Como predecían los análisis científicos, al aumentar las emisiones, el planeta ha seguido calentándose: si en el año 1990 el incremento respecto a los niveles preindustriales se situaba entre 0.3 y 0.4 grados centígrados, en la actualidad se acerca ya a 1 grado. Sin embargo, en todo este tiempo, hay algo que no ha cambiado: los umbrales que el consenso científico define como “de riesgo”, un aumento de entre 1.5 y 2 grados respecto a los niveles pre-industriales. A partir de este nivel se disparan los riesgos de que se desencadenen reacciones climáticas difícil de revertir (“tipping points”).

¿No resulta sorprendente que, treinta años después, a pesar de haber seguido emitiendo como chimeneas –el IPCC nunca previó la intensidad del crecimiento económico en China, por ejemplo–, el objetivo siga siendo el mismo, limitar el aumento de la temperatura a “entre 1.5°C y 2 °C”? ¿Era posible alcanzar este objetivo en 1990? ¿Lo es ahora? ¿Hay gato encerrado? Sí, pero es exactamente el contrario del que están pensando.

placeholder Planta energética de Lakisza, en Polonia. (Reuters)
Planta energética de Lakisza, en Polonia. (Reuters)
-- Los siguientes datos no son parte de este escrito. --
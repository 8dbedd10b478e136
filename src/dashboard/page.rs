//! Dashboard Page
//!
//! Renders the single HTML page: heading, symbol dropdown and chart
//! container. The embedded script opens the `/ws` channel, sends a
//! `select_symbol` message on every dropdown change and draws each pushed
//! figure with Plotly. Without a socket it falls back to `/api/v1/chart`.

use crate::data::PriceTable;

const PLOTLY_SRC: &str = "https://cdn.plot.ly/plotly-2.27.0.min.js";

const PAGE_SCRIPT: &str = r#"
(function () {
  const dropdown = document.getElementById('symbol-dropdown');
  const graph = 'stock-graph';
  let socket = null;

  function draw(figure) {
    Plotly.react(graph, figure.data, figure.layout, {responsive: true});
  }

  function fetchChart(symbol) {
    fetch('/api/v1/chart?symbol=' + encodeURIComponent(symbol))
      .then(function (r) { return r.json(); })
      .then(draw)
      .catch(function (e) { console.error('chart request failed', e); });
  }

  function select(symbol) {
    if (socket && socket.readyState === WebSocket.OPEN) {
      socket.send(JSON.stringify({type: 'select_symbol', symbol: symbol}));
    } else {
      fetchChart(symbol);
    }
  }

  function connect() {
    const scheme = location.protocol === 'https:' ? 'wss' : 'ws';
    socket = new WebSocket(scheme + '://' + location.host + '/ws');
    socket.onmessage = function (event) {
      const msg = JSON.parse(event.data);
      if (msg.type === 'chart' && msg.symbol === dropdown.value) {
        draw(msg.figure);
      } else if (msg.type === 'error') {
        console.warn('server error:', msg.message);
      }
    };
    socket.onopen = function () { select(dropdown.value); };
    socket.onclose = function () { socket = null; };
  }

  dropdown.addEventListener('change', function () { select(dropdown.value); });
  connect();
})();
"#;

/// Render the dashboard page for a loaded table
pub fn render_page(title: &str, table: &PriceTable) -> String {
    let default_symbol = table.default_symbol();

    let options: String = table
        .symbols()
        .iter()
        .map(|symbol| {
            let escaped = escape_html(symbol);
            let selected = if symbol == default_symbol { " selected" } else { "" };
            format!(
                "      <option value=\"{}\"{}>{}</option>\n",
                escaped, selected, escaped
            )
        })
        .collect();

    let title = escape_html(title);

    format!(
        r#"<!DOCTYPE html>
<html>
<head>
  <meta charset="utf-8">
  <title>{title}</title>
  <script src="{plotly}"></script>
  <style>
    body {{ font-family: sans-serif; margin: 24px; }}
    #symbol-dropdown {{ min-width: 200px; padding: 4px; }}
    #stock-graph {{ width: 100%; height: 520px; }}
  </style>
</head>
<body>
  <h1>{title}</h1>
  <select id="symbol-dropdown">
{options}  </select>
  <div id="stock-graph"></div>
  <script>{script}</script>
</body>
</html>
"#,
        title = title,
        plotly = PLOTLY_SRC,
        options = options,
        script = PAGE_SCRIPT,
    )
}

/// Escape text for use in HTML content and attribute values
pub fn escape_html(s: &str) -> String {
    let mut out = String::with_capacity(s.len());
    for c in s.chars() {
        match c {
            '&' => out.push_str("&amp;"),
            '<' => out.push_str("&lt;"),
            '>' => out.push_str("&gt;"),
            '"' => out.push_str("&quot;"),
            '\'' => out.push_str("&#39;"),
            _ => out.push(c),
        }
    }
    out
}

#[cfg(test)]
mod tests {
    use super::*;
    use crate::data::PriceLoader;

    #[test]
    fn test_page_lists_symbols_with_default_selected() {
        let table = PriceLoader::new()
            .load_str(
                "symbol,Date,Next_Close,prediction
MSFT,2024-01-02,300.0,299.0
AAPL,2024-01-02,100.0,101.5",
            )
            .unwrap();

        let html = render_page("Stock Price Prediction Dashboard", &table);

        assert!(html.contains("<h1>Stock Price Prediction Dashboard</h1>"));
        assert!(html.contains(r#"<option value="MSFT" selected>MSFT</option>"#));
        assert!(html.contains(r#"<option value="AAPL">AAPL</option>"#));
        assert!(html.find("MSFT").unwrap() < html.find("AAPL").unwrap());
        assert!(html.contains("id=\"stock-graph\""));
    }

    #[test]
    fn test_symbols_are_escaped() {
        let table = PriceLoader::new()
            .load_str(
                "symbol,Date,Next_Close,prediction
\"<b>&\",2024-01-02,1.0,2.0",
            )
            .unwrap();

        let html = render_page("Dash", &table);
        assert!(html.contains("&lt;b&gt;&amp;"));
        assert!(!html.contains("<b>&"));
    }

    #[test]
    fn test_escape_html() {
        assert_eq!(escape_html("A&B"), "A&amp;B");
        assert_eq!(escape_html("\"x'"), "&quot;x&#39;");
        assert_eq!(escape_html("BRK.B"), "BRK.B");
    }
}
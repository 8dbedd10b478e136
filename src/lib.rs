//! # Stockcast
//!
//! Stock price prediction dashboard: loads a CSV of actual vs. predicted
//! next-day closes and serves a single page with a symbol dropdown and a
//! live chart.
//!
//! ## Modules
//!
//! - [`data`]: CSV loader and the immutable prediction table
//! - [`dashboard`]: chart builder and page rendering
//! - [`api`]: HTTP server with Axum
//! - [`websocket`]: reactive selection → chart channel
//! - [`config`]: TOML and environment configuration
//!
//! ## Quick Start
//!
//! ```rust
//! use stockcast::dashboard::build_chart;
//! use stockcast::data::PriceLoader;
//!
//! let table = PriceLoader::new()
//!     .load_str("symbol,Date,Next_Close,prediction\nAAPL,2024-01-02,100.0,101.5")
//!     .unwrap();
//!
//! let chart = build_chart(&table, table.default_symbol());
//! assert_eq!(chart.title(), "Predictions for AAPL");
//! ```

pub mod api;
pub mod config;
pub mod dashboard;
pub mod data;
pub mod websocket;

// Re-export top-level types for convenience
pub use data::{ColumnMapping, DataError, DataResult, PriceLoader, PricePoint, PriceTable};

pub use dashboard::{build_chart, render_page, ChartDescription, Series};

pub use api::{build_router, serve, ApiError, AppState};

pub use websocket::{websocket_handler, ClientMessage, ServerMessage};

pub use config::{
    generate_default_config, Config, ConfigError, ConfigLoad, DataConfig, LoggingConfig,
    ServerConfig,
};
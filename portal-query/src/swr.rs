//! Stale-while-revalidate view over a data handle.

use std::sync::atomic::{AtomicBool, Ordering};
use std::sync::{Arc, Mutex, PoisonError};

use serde::Serialize;

use crate::client::QueryHandle;
use crate::error::FetchResult;
use crate::state::Resolution;

/// Serves the last good value while the underlying handle is suspended.
///
/// When the selection moves to a key that has not resolved yet, readers keep
/// seeing the value from the previous key instead of blocking. Errors are
/// never masked.
pub struct SwrView<S, P, T> {
    handle: QueryHandle<S, P, T>,
    last: Mutex<Option<Arc<T>>>,
    revalidating: AtomicBool,
}

impl<S, P, T> SwrView<S, P, T>
where
    S: Send + Sync + 'static,
    P: Serialize + Clone + Send + Sync + 'static,
    T: Send + Sync + 'static,
{
    pub fn new(handle: QueryHandle<S, P, T>) -> Self {
        Self {
            handle,
            last: Mutex::new(None),
            revalidating: AtomicBool::new(false),
        }
    }

    pub fn handle(&self) -> &QueryHandle<S, P, T> {
        &self.handle
    }

    /// Current value, or the previous one while the current key is pending.
    ///
    /// Suspends only when no value has ever been produced.
    pub fn try_read(&self) -> Resolution<T> {
        match self.handle.try_read() {
            Resolution::Resolved(value) => {
                self.remember(&value);
                self.revalidating.store(false, Ordering::Release);
                Resolution::Resolved(value)
            }
            Resolution::Rejected(err) => {
                self.revalidating.store(false, Ordering::Release);
                Resolution::Rejected(err)
            }
            Resolution::Suspended => match self.fallback() {
                Some(previous) => {
                    self.revalidating.store(true, Ordering::Release);
                    Resolution::Resolved(previous)
                }
                None => Resolution::Suspended,
            },
        }
    }

    /// Like [`try_read`](Self::try_read), waiting only when there is
    /// nothing to fall back to.
    pub async fn read(&self) -> FetchResult<Arc<T>> {
        match self.try_read() {
            Resolution::Resolved(value) => Ok(value),
            Resolution::Rejected(err) => Err(err),
            Resolution::Suspended => {
                let value = self.handle.read().await?;
                self.remember(&value);
                Ok(value)
            }
        }
    }

    /// Returns true if the last read served a stale value.
    pub fn is_revalidating(&self) -> bool {
        self.revalidating.load(Ordering::Acquire)
    }

    /// The value this view would fall back to.
    pub fn last_value(&self) -> Option<Arc<T>> {
        self.last
            .lock()
            .unwrap_or_else(PoisonError::into_inner)
            .clone()
    }

    fn fallback(&self) -> Option<Arc<T>> {
        self.last_value().or_else(|| self.handle.last_success())
    }

    fn remember(&self, value: &Arc<T>) {
        *self.last.lock().unwrap_or_else(PoisonError::into_inner) = Some(Arc::clone(value));
    }
}
impl FieldRule {
    /// Build the rule for a descriptor; unsupported types get none.
    pub fn for_field(field: &FieldDescriptor) -> Option<Self> {
        RuleKind::for_type(&field.field_type).map(|kind| Self {
            slug: field.slug.clone(),
            kind,
            required: field.required,
        })
    }

    /// Check one value, returning its coerced form (`None` when absent).
    pub fn check(&self, value: Option<&Value>) -> Result<Option<PayloadValue>, ValidationError> {
        let coerced = match value {
            None | Some(Value::Null) => None,
            Some(value) => self.coerce(value)?,
        };
        if coerced.is_none() && self.required {
            return Err(ValidationError::RequiredFieldMissing {
                field: self.slug.clone(),
            });
        }
        Ok(coerced)
    }

    fn coerce(&self, value: &Value) -> Result<Option<PayloadValue>, ValidationError> {
        match (self.kind, value) {
            (RuleKind::String, Value::String(s)) if s.is_empty() => Ok(None),
            (RuleKind::String, Value::String(s)) => Ok(Some(PayloadValue::Text(s.clone()))),
            (RuleKind::String, Value::Number(n)) => Ok(Some(PayloadValue::Text(n.to_string()))),
            (RuleKind::String, Value::Bool(b)) => Ok(Some(PayloadValue::Text(b.to_string()))),

            (RuleKind::Number, Value::Number(n)) => Ok(Some(PayloadValue::Number(n.clone()))),
            (RuleKind::Number, Value::String(s)) if s.trim().is_empty() => Ok(None),
            (RuleKind::Number, Value::String(s)) => parse_number(s.trim())
                .map(|n| Some(PayloadValue::Number(n)))
                .ok_or_else(|| self.mismatch(value)),

            (RuleKind::Boolean, Value::Bool(b)) => Ok(Some(PayloadValue::Bool(*b))),
            (RuleKind::Boolean, Value::String(s)) if s.trim().is_empty() => Ok(None),
            (RuleKind::Boolean, Value::String(s)) => match s.trim().to_ascii_lowercase().as_str() {
                "true" | "1" => Ok(Some(PayloadValue::Bool(true))),
                "false" | "0" => Ok(Some(PayloadValue::Bool(false))),
                _ => Err(self.mismatch(value)),
            },
            (RuleKind::Boolean, Value::Number(n)) => match n.as_f64() {
                Some(x) if x == 1.0 => Ok(Some(PayloadValue::Bool(true))),
                Some(x) if x == 0.0 => Ok(Some(PayloadValue::Bool(false))),
                _ => Err(self.mismatch(value)),
            },

            _ => Err(self.mismatch(value)),
        }
    }

    fn mismatch(&self, value: &Value) -> ValidationError {
        ValidationError::TypeMismatch {
            field: self.slug.clone(),
            expected: self.kind,
            value: value.to_string(),
        }
    }
}

fn parse_number(s: &str) -> Option<Number> {
    if let Ok(i) = s.parse::<i64>() {
        return Some(Number::from(i));
    }
    s.parse::<f64>()
        .ok()
        .filter(|f| f.is_finite())
        .and_then(Number::from_f64)
}

/// Per-field rules synthesized from a field list.
#[derive(Debug, Clone, Default, PartialEq, Eq)]
pub struct Validator {
    rules: Vec<FieldRule>,
    unsupported: Vec<UnsupportedFieldType>,
}

impl Validator {
    pub fn rules(&self) -> &[FieldRule] {
        &self.rules
    }

    pub fn rule(&self, slug: &str) -> Option<&FieldRule> {
        self.rules.iter().find(|rule| rule.slug == slug)
    }

    /// Fields passed through without a rule.
    pub fn unsupported_fields(&self) -> &[UnsupportedFieldType] {
        &self.unsupported
    }

    pub fn len(&self) -> usize {
        self.rules.len()
    }

    pub fn is_empty(&self) -> bool {
        self.rules.is_empty()
    }

    /// Check a single field, as done on every change of that input.
    ///
    /// Slugs without a rule always pass.
    pub fn validate_field(&self, slug: &str, value: Option<&Value>) -> Result<(), ValidationError> {
        match self.rule(slug) {
            Some(rule) => rule.check(value).map(|_| ()),
            None => Ok(()),
        }
    }

    /// Check every rule against the submitted values.
    ///
    /// On success returns the coerced payload. Values without a rule are
    /// carried over when they are scalars. On failure every failing field is
    /// reported, in descriptor order.
    pub fn validate(&self, values: &Map<String, Value>) -> Result<ExecutePayload, ValidationErrors> {
        let mut payload = ExecutePayload::new();
        let mut errors = Vec::new();

        for (slug, value) in values {
            if self.rule(slug).is_none() {
                if let Some(v) = PayloadValue::from_scalar(value) {
                    payload.insert(slug.clone(), v);
                }
            }
        }

        for rule in &self.rules {
            match rule.check(values.get(&rule.slug)) {
                Ok(Some(v)) => {
                    payload.insert(rule.slug.clone(), v);
                }
                Ok(None) => {}
                Err(err) => errors.push(err),
            }
        }

        if errors.is_empty() {
            Ok(payload)
        } else {
            Err(ValidationErrors::new(errors))
        }
    }
}
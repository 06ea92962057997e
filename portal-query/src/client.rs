//! Query definitions bound to application state.
//!
//! [`QueryClient::create_query`] turns a resource name, a params projection
//! and a fetcher into a pair of handles. The data handle derives its key
//! from the current application state on every read, so changing the
//! selection moves reads to a different cache entry without touching the
//! previous one.

use std::future::Future;
use std::sync::Arc;

use futures_util::future::BoxFuture;
use futures_util::FutureExt;
use serde::Serialize;
use tokio::sync::watch;

use crate::error::FetchResult;
use crate::key::{QueryFilter, QueryKey};
use crate::state::{FetchStatus, QueryState, QueryStatusSnapshot, Resolution};
use crate::store::{FetchFn, QueryStore};

type ParamsFn<S, P> = dyn Fn(&S) -> P + Send + Sync;
type FetcherFn<P, T> = dyn Fn(P) -> BoxFuture<'static, FetchResult<T>> + Send + Sync;

/// Entry point for defining queries over application state `S`.
pub struct QueryClient<S> {
    store: QueryStore,
    app: watch::Receiver<S>,
}

impl<S> Clone for QueryClient<S> {
    fn clone(&self) -> Self {
        Self {
            store: self.store.clone(),
            app: self.app.clone(),
        }
    }
}

impl<S> QueryClient<S>
where
    S: Send + Sync + 'static,
{
    pub fn new(store: QueryStore, app: watch::Receiver<S>) -> Self {
        Self { store, app }
    }

    pub fn store(&self) -> &QueryStore {
        &self.store
    }

    /// Define a query named `name`.
    ///
    /// `params_of` projects the application state onto the query params;
    /// the cache key is `(name, params)`. `fetcher` is called with the
    /// params whenever an entry needs a value.
    pub fn create_query<P, T, PF, F, Fut>(
        &self,
        name: impl Into<Arc<str>>,
        params_of: PF,
        fetcher: F,
    ) -> (QueryHandle<S, P, T>, StatusHandle<S, P, T>)
    where
        P: Serialize + Clone + Send + Sync + 'static,
        T: Send + Sync + 'static,
        PF: Fn(&S) -> P + Send + Sync + 'static,
        F: Fn(P) -> Fut + Send + Sync + 'static,
        Fut: Future<Output = FetchResult<T>> + Send + 'static,
    {
        let def = Arc::new(QueryDef {
            name: name.into(),
            params_of: Box::new(params_of),
            fetcher: Arc::new(move |params| fetcher(params).boxed()),
        });
        let handle = QueryHandle {
            def,
            store: self.store.clone(),
            app: self.app.clone(),
        };
        let status = StatusHandle {
            query: handle.clone(),
        };
        (handle, status)
    }

    /// Mark every matching entry stale.
    pub fn invalidate(&self, filter: &QueryFilter) -> usize {
        self.store.invalidate(filter)
    }

    pub fn set_online(&self, online: bool) {
        self.store.set_online(online);
    }
}

struct QueryDef<S, P, T> {
    name: Arc<str>,
    params_of: Box<ParamsFn<S, P>>,
    fetcher: Arc<FetcherFn<P, T>>,
}

/// Data handle of a query.
///
/// Reads resolve against the key derived from the application state at the
/// time of the read.
pub struct QueryHandle<S, P, T> {
    def: Arc<QueryDef<S, P, T>>,
    store: QueryStore,
    app: watch::Receiver<S>,
}

impl<S, P, T> Clone for QueryHandle<S, P, T> {
    fn clone(&self) -> Self {
        Self {
            def: Arc::clone(&self.def),
            store: self.store.clone(),
            app: self.app.clone(),
        }
    }
}

impl<S, P, T> QueryHandle<S, P, T>
where
    S: Send + Sync + 'static,
    P: Serialize + Clone + Send + Sync + 'static,
    T: Send + Sync + 'static,
{
    pub fn name(&self) -> &str {
        &self.def.name
    }

    pub fn store(&self) -> &QueryStore {
        &self.store
    }

    /// Params for the current application state.
    pub fn params(&self) -> P {
        (self.def.params_of)(&self.app.borrow())
    }

    /// Key for the current application state.
    pub fn key(&self) -> FetchResult<QueryKey> {
        QueryKey::new(Arc::clone(&self.def.name), &self.params())
    }

    /// Non-blocking read. Starts a fetch if the current key needs one.
    pub fn try_read(&self) -> Resolution<T> {
        match self.bind() {
            Ok((key, fetch)) => self.store.try_read(&key, &fetch),
            Err(err) => Resolution::Rejected(err),
        }
    }

    /// Read the current key, waiting for its first resolution.
    ///
    /// The key is fixed when the read starts; a selection change while
    /// waiting does not redirect this read.
    pub async fn read(&self) -> FetchResult<Arc<T>> {
        let (key, fetch) = self.bind()?;
        self.store.read(&key, &fetch).await
    }

    /// State of the current key, if it has an entry.
    pub fn state(&self) -> FetchResult<Option<QueryState<T>>> {
        let key = self.key()?;
        self.store.get_state(&key)
    }

    /// Most recent successful value for the current key.
    pub fn last_success(&self) -> Option<Arc<T>> {
        self.state()
            .ok()
            .flatten()
            .and_then(|state| state.last_success().cloned())
    }

    /// Invalidate every entry of this query, whatever its params.
    pub fn invalidate(&self) -> usize {
        self.store.invalidate(&QueryFilter::name(self.name()))
    }

    fn bind(&self) -> FetchResult<(QueryKey, FetchFn<T>)> {
        let params = self.params();
        let key = QueryKey::new(Arc::clone(&self.def.name), &params)?;
        let fetcher = Arc::clone(&self.def.fetcher);
        let fetch: FetchFn<T> = Arc::new(move || fetcher(params.clone()));
        Ok((key, fetch))
    }
}

/// Status handle of a query: fetch progress for the current key.
///
/// Reading status never starts a fetch.
pub struct StatusHandle<S, P, T> {
    query: QueryHandle<S, P, T>,
}

impl<S, P, T> Clone for StatusHandle<S, P, T> {
    fn clone(&self) -> Self {
        Self {
            query: self.query.clone(),
        }
    }
}

impl<S, P, T> StatusHandle<S, P, T>
where
    S: Send + Sync + 'static,
    P: Serialize + Clone + Send + Sync + 'static,
    T: Send + Sync + 'static,
{
    /// Fetch status of the current key; idle when it has no entry.
    pub fn fetch_status(&self) -> FetchStatus {
        self.snapshot().fetch_status
    }

    pub fn snapshot(&self) -> QueryStatusSnapshot {
        match self.query.key() {
            Ok(key) => self.query.store.status(&key),
            Err(_) => QueryStatusSnapshot::default(),
        }
    }
}
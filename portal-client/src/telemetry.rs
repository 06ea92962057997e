//! Tracing subscriber setup for the `portal` binary.

use crate::config::LoggingConfig;
use crate::error::{ClientError, ClientResult};
use tracing_subscriber::{layer::SubscriberExt, util::SubscriberInitExt, EnvFilter};

/// Filter used when neither `RUST_LOG` nor the config provides one.
pub const DEFAULT_FILTER: &str = "portal_client=info,portal_query=info,warn";

/// Install the global subscriber. Logs go to stderr so command output on
/// stdout stays machine-readable.
pub fn init_tracing(logging: Option<&LoggingConfig>) -> ClientResult<()> {
    let fallback = logging.map_or(DEFAULT_FILTER, |l| l.filter.as_str());
    let env_filter = EnvFilter::try_from_default_env().unwrap_or_else(|_| EnvFilter::new(fallback));
    let json = logging.is_some_and(|l| l.json);

    let registry = tracing_subscriber::registry().with(env_filter);
    let result = if json {
        registry
            .with(tracing_subscriber::fmt::layer().json().with_writer(std::io::stderr))
            .try_init()
    } else {
        registry
            .with(tracing_subscriber::fmt::layer().with_writer(std::io::stderr))
            .try_init()
    };
    result.map_err(|e| ClientError::Telemetry(e.to_string()))?;

    tracing::info!(json, filter = fallback, "Telemetry initialized");
    Ok(())
}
El cambio climático es real

No se trata de que el cambio climático sea un “camelo”, un “cuento chino”, como dicen los negacionistas. Al contrario: es tan real que seguramente sea ya inevitable. Lo que sin embargo empieza a ser poco verosímil es que podamos cumplir con los objetivos climáticos. Y al hilo de esta paulatina divergencia -objetivos cada vez más ambiciosos frente a una realidad, en forma de emisiones, cada vez más tozuda-, las políticas climáticas han mutado casi por completo. Es lo que analizaremos en este artículo.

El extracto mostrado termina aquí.